Lea Fröhlicher is an artist, art educator and film-maker. Her work increasingly deals with subjects like modes of acting, mannerisms, phenomenas of daily routines, unofficial knowledge. Relations to people and between them influence her projects, which are process oriented and often span over a long period of time. Lea is from Bern, Switzerland, and is currently based in Solothurn (CH). The below text is a reflection on “In exchange for” an action and installation that took place within the framework of HAYP 12 12 12 RETROSPECTIVE, an exhibit that looked at the medieval caravanserai as metaphor for cultural meeting point. Themes of exchange, travel, displacement, fantasy, translation and encounters pervaded the works on view from December 12 -24, 2018 on the third floor of the Armenia Market.
Learn more about Lea and her artwork here.
text and photos by Lea Fröhlicher
Over the course of three interactive periods, each lasting several hours, the installation “In exchange for” took place at the exhibition hall of HAYP 12-12-12. In preparation for the exhibition, visitors were invited to provide objects they own but no longer need as part of the installation. Upon offering an object, I required them to fill out a questionnaire: What is the object? Where did the object come from? Why is the object no longer needed?
The visitors could decide whether or not to provide their object in exchange for another from the ever-expanding installation. The individual components of the installation evolved with time as did the installation in its entirety, lending insight into the working process of the perpetually morphing installation. Beyond the set-up and re-setting of the installation, the interaction with the visitors themselves played an important role.
This project was a kind of experiment for me. I was not able to judge in advance how many visitors, if any at all, would participate in “In exchange for”. I prepared a basic set-up and was curious to find out how visitors would react. Some brought along objects from their homes, so had previously planned their participation, while others dug around in their bags for an item they no longer needed.
This project allowed me to get in touch with people I previously had not met. With time, I recognised how important the stories were that I had asked for from the participants donating an object. The (anonymous) written responses gathered in the forms not only provided insight into the background of the objects’ use, but often also told a story connected to the identity of their previous owner.
A question I repeatedly encounter when doing a participatory project is the question surrounding the possibilities and types of sustainable participation. Amongst other things, I am interested in finding out the value gained for the project’s participants, i.e. “Who’s benefiting from this and what?” The participants of “In exchange for” had the opportunity to pass on objects from their possession. The process of passing on often allows for space, including mental space, for new things. In addition to that, there was some contemplating why one object or another was no longer needed. Furthermore, the participants were free to exchange their object with another from the installation. Through this exchange people gained an item they had selected out of interest, for example to fit their current work or living situation.
Who doesn’t know the concept of swapping? As children, we already encounter it. “I’ll give you my blue sweetie if you give me your yellow one?” Swapping is something practical and makes you happy. People participating in “In exchange for” who exchanged their object with another did not come into direct contact with its previous owners.
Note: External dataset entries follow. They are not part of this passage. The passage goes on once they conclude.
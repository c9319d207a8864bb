//! One-time audio unlock.
//!
//! Browsers refuse to produce sound until a user gesture resumes the page's
//! audio output. The gate remembers whether that happened and makes sure only
//! one unlock attempt is in flight at a time.

use std::cell::RefCell;

use ambience_backend::{Backend, GateError};
use futures_util::FutureExt;
use futures_util::future::{LocalBoxFuture, Shared};
use log::{debug, info};

type Attempt = Shared<LocalBoxFuture<'static, Result<(), GateError>>>;

#[derive(Debug, Clone, Copy, PartialEq, Eq)]
pub enum GateState {
    Locked,
    Unlocking,
    Unlocked,
}

enum Inner {
    Locked,
    Unlocking(Attempt),
    Unlocked,
}

pub struct Gate {
    inner: RefCell<Inner>,
}

impl Gate {
    pub fn new() -> Self {
        Self {
            inner: RefCell::new(Inner::Locked),
        }
    }

    pub fn state(&self) -> GateState {
        match &*self.inner.borrow() {
            Inner::Locked => GateState::Locked,
            Inner::Unlocking(_) => GateState::Unlocking,
            Inner::Unlocked => GateState::Unlocked,
        }
    }

    /// Open the gate without any work if `backend` never needs an unlock.
    pub fn observe(&self, backend: &Backend) -> GateState {
        let mut inner = self.inner.borrow_mut();
        if matches!(*inner, Inner::Locked) && !backend.requires_unlock() {
            debug!("{} backend needs no unlock", backend.kind());
            *inner = Inner::Unlocked;
        }
        drop(inner);
        self.state()
    }

    /// Unlock the backend's output. Callers arriving while an attempt is in
    /// flight await that same attempt. A failed attempt leaves the gate
    /// locked so a later gesture can retry.
    pub async fn unlock(&self, backend: &Backend) -> Result<(), GateError> {
        if self.observe(backend) == GateState::Unlocked {
            return Ok(());
        }

        let attempt = {
            let mut inner = self.inner.borrow_mut();
            match &*inner {
                Inner::Unlocked => return Ok(()),
                Inner::Unlocking(attempt) => attempt.clone(),
                Inner::Locked => {
                    debug!("unlocking {} audio output", backend.kind());
                    let attempt = backend.unlock().shared();
                    *inner = Inner::Unlocking(attempt.clone());
                    attempt
                }
            }
        };

        let outcome = attempt.clone().await;

        // Whoever finishes first settles the state for this attempt.
        let mut inner = self.inner.borrow_mut();
        let settles = matches!(&*inner, Inner::Unlocking(current) if current.ptr_eq(&attempt));
        if settles {
            *inner = match outcome {
                Ok(()) => {
                    info!("audio output unlocked");
                    Inner::Unlocked
                }
                Err(_) => Inner::Locked,
            };
        }
        outcome
    }
}

impl Default for Gate {
    fn default() -> Self {
        Self::new()
    }
}

#[cfg(test)]
mod tests {
    use super::*;
    use ambience_backend::testing::{Call, FakeElementDriver, FakeNativeDriver};

    #[test]
    fn test_native_gate_opens_on_observation() {
        let (driver, script) = FakeNativeDriver::new();
        let backend = Backend::native(driver);
        let gate = Gate::new();

        assert_eq!(gate.state(), GateState::Locked);
        assert_eq!(gate.observe(&backend), GateState::Unlocked);
        assert!(script.calls().is_empty());
    }

    #[test]
    fn test_element_gate_stays_locked_until_unlocked() {
        let (driver, _) = FakeElementDriver::new();
        let backend = Backend::element(driver);
        let gate = Gate::new();

        assert_eq!(gate.observe(&backend), GateState::Locked);
    }

    #[tokio::test]
    async fn test_failed_unlock_can_be_retried() {
        let (driver, script) = FakeElementDriver::new();
        script.fail_unlock_times(1);
        let backend = Backend::element(driver);
        let gate = Gate::new();

        assert!(gate.unlock(&backend).await.is_err());
        assert_eq!(gate.state(), GateState::Locked);

        gate.unlock(&backend).await.expect("second attempt");
        assert_eq!(gate.state(), GateState::Unlocked);

        gate.unlock(&backend).await.expect("already unlocked");
        assert_eq!(script.count(|c| *c == Call::ResumeOutput), 2);
    }

    #[tokio::test]
    async fn test_concurrent_unlocks_share_one_attempt() {
        let (driver, script) = FakeElementDriver::new();
        let backend = Backend::element(driver);
        let gate = Gate::new();

        let mut first = Box::pin(gate.unlock(&backend));
        assert!(futures_util::poll!(&mut first).is_pending());
        assert_eq!(gate.state(), GateState::Unlocking);

        let (first, second) = tokio::join!(first, gate.unlock(&backend));

        assert!(first.is_ok());
        assert!(second.is_ok());
        assert_eq!(gate.state(), GateState::Unlocked);
        assert_eq!(script.count(|c| *c == Call::ResumeOutput), 1);
    }

    #[tokio::test]
    async fn test_concurrent_failure_is_shared() {
        let (driver, script) = FakeElementDriver::new();
        script.fail_unlock_times(1);
        let backend = Backend::element(driver);
        let gate = Gate::new();

        let (first, second) = tokio::join!(gate.unlock(&backend), gate.unlock(&backend));

        assert_eq!(first, second);
        assert!(first.is_err());
        assert_eq!(gate.state(), GateState::Locked);
        assert_eq!(script.count(|c| *c == Call::ResumeOutput), 1);
    }
}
They were, however, able to read the object’s corresponding story. People thereby gained some insight into the history surrounding the object. Whenever someone swapped their object for another I often found out in conversation why they had picked that specific item.
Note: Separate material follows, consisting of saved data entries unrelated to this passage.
//! Ambience: a terminal ambient sound mixer.

mod command;
mod config;

use std::path::PathBuf;

use ambience_core::{Catalog, Session, SessionState, Toggled};
use anyhow::Context;
use clap::Parser;
use log::info;
use tokio::io::{AsyncBufReadExt, BufReader};

use command::Command;
use config::Config;

#[derive(Parser)]
#[command(name = "ambience", about = "Mix looping ambient sounds", version)]
struct Cli {
    /// Catalog file (JSON or TOML) to use instead of the built-in tracks
    #[arg(long)]
    catalog: Option<PathBuf>,

    /// Config file to use instead of the one in the user config directory
    #[arg(long)]
    config: Option<PathBuf>,
}

#[tokio::main(flavor = "current_thread")]
async fn main() -> anyhow::Result<()> {
    let cli = Cli::parse();
    let config = match &cli.config {
        Some(path) => Config::load_from(path)?,
        None => Config::load(),
    };

    let level = config.log_level.as_deref().unwrap_or("info");
    env_logger::Builder::from_env(env_logger::Env::default().default_filter_or(level)).init();

    let catalog = match cli.catalog.as_ref().or(config.catalog.as_ref()) {
        Some(path) => Catalog::load(path)
            .with_context(|| format!("cannot load catalog {}", path.display()))?,
        None => Catalog::builtin(),
    };
    let session = Session::with_platform(catalog, config.session.clone())
        .context("cannot open audio output")?;
    info!("playing through the {} backend", session.backend_kind());

    println!("type 'list' for tracks, 'quit' to exit");
    print_status(&session);

    let mut lines = BufReader::new(tokio::io::stdin()).lines();
    while let Some(line) = lines.next_line().await? {
        let command = match Command::parse(&line) {
            Ok(Some(command)) => command,
            Ok(None) => continue,
            Err(message) => {
                eprintln!("{message}");
                continue;
            }
        };
        if command == Command::Quit {
            break;
        }
        run(&session, command).await;
    }

    session.teardown().await;
    info!("bye");
    Ok(())
}

async fn run(session: &Session, command: Command) {
    match command {
        Command::List => {
            for track in session.catalog().iter() {
                println!("{:<12} {:<16} {}", track.id.as_str(), track.name, track.color.0);
            }
            return;
        }
        Command::Status => {}
        Command::Toggle(id) => report(&id, session.toggle(&id).await),
        Command::Volume(id, value) => {
            let volume = session.set_volume(&id, value);
            println!("{id}: volume {volume}");
        }
        Command::Restart(id) => report(&id, session.restart(&id).await),
        Command::Unlock => match session.unlock_audio().await {
            Ok(()) => println!("audio unlocked"),
            Err(err) => eprintln!("{err}"),
        },
        Command::StopAll => println!("stopped {} tracks", session.stop_all().await),
        Command::Quit => return,
    }
    print_status(session);
}

fn report(id: &str, outcome: Result<Toggled, ambience_core::PlaybackError>) {
    match outcome {
        Ok(Toggled::Started) => println!("{id}: playing"),
        Ok(Toggled::Stopped) => println!("{id}: stopped"),
        Ok(Toggled::Ignored) => println!("{id}: busy, ignored"),
        Err(err) => eprintln!("{err}"),
    }
}

fn print_status(session: &Session) {
    println!("{}", render_status(session.catalog(), &session.snapshot()));
}

fn render_status(catalog: &Catalog, state: &SessionState) -> String {
    let mut lines = Vec::with_capacity(catalog.len() + 1);
    if !state.initialized {
        lines.push("audio locked: run 'unlock'".to_string());
    }
    for track in catalog.iter() {
        let marker = if state.is_playing(track.id.as_str()) { '>' } else { ' ' };
        lines.push(format!(
            "{marker} {:<12} {:>4}",
            track.id.as_str(),
            state.volume(track.id.as_str()).to_string()
        ));
    }
    lines.join("\n")
}

#[cfg(test)]
mod tests {
    use super::*;
    use ambience_core::{Track, TrackId, Volume};

    #[test]
    fn test_cli_args() {
        let cli = Cli::try_parse_from(["ambience", "--catalog", "sounds.toml"]).expect("parse");
        assert_eq!(cli.catalog, Some(PathBuf::from("sounds.toml")));
        assert!(cli.config.is_none());
    }

    #[test]
    fn test_render_status() {
        let catalog = Catalog::new(vec![
            Track::new("rain", "Rain", "#4a90e2", "rain.ogg"),
            Track::new("fire", "Fireplace", "#e67e22", "fire.ogg"),
        ])
        .expect("catalog");
        let mut state = SessionState {
            initialized: true,
            ..SessionState::default()
        };
        state.playing.insert(TrackId::new("rain"), true);
        state.volumes.insert(TrackId::new("fire"), Volume::clamped(20));

        let rendered = render_status(&catalog, &state);
        let lines: Vec<&str> = rendered.lines().collect();
        assert_eq!(lines.len(), 2);
        assert!(lines[0].starts_with("> rain"));
        assert!(lines[0].ends_with("50%"));
        assert!(lines[1].starts_with("  fire"));
        assert!(lines[1].ends_with("20%"));
    }

    #[test]
    fn test_render_locked_status() {
        let catalog = Catalog::builtin();
        let rendered = render_status(&catalog, &SessionState::default());
        assert!(rendered.starts_with("audio locked"));
        assert_eq!(rendered.lines().count(), catalog.len() + 1);
    }
}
For example, a caramel sweetie was swapped for a scraper-tool. The new owner was renovating her house and could make good use of it. Another paint-scraper was picked by an artist to paint with in her studio. A child chose a colourful pair of sunglasses that they had spotted as a toy. And the disposable camera gained a new owner who promptly used it for a group selfie right there in the exhibition.
I had originally assumed that the installation would grow more, both in height and width…This, however, was not the case in this rather short period of time seeing as the visitors often brought in small objects. For a next variation of “In exchange for”, I would like to work on it over a longer time period and further develop the project. I would thereby bring the swapping aspect more into the fore and connect it with the stories of the objects.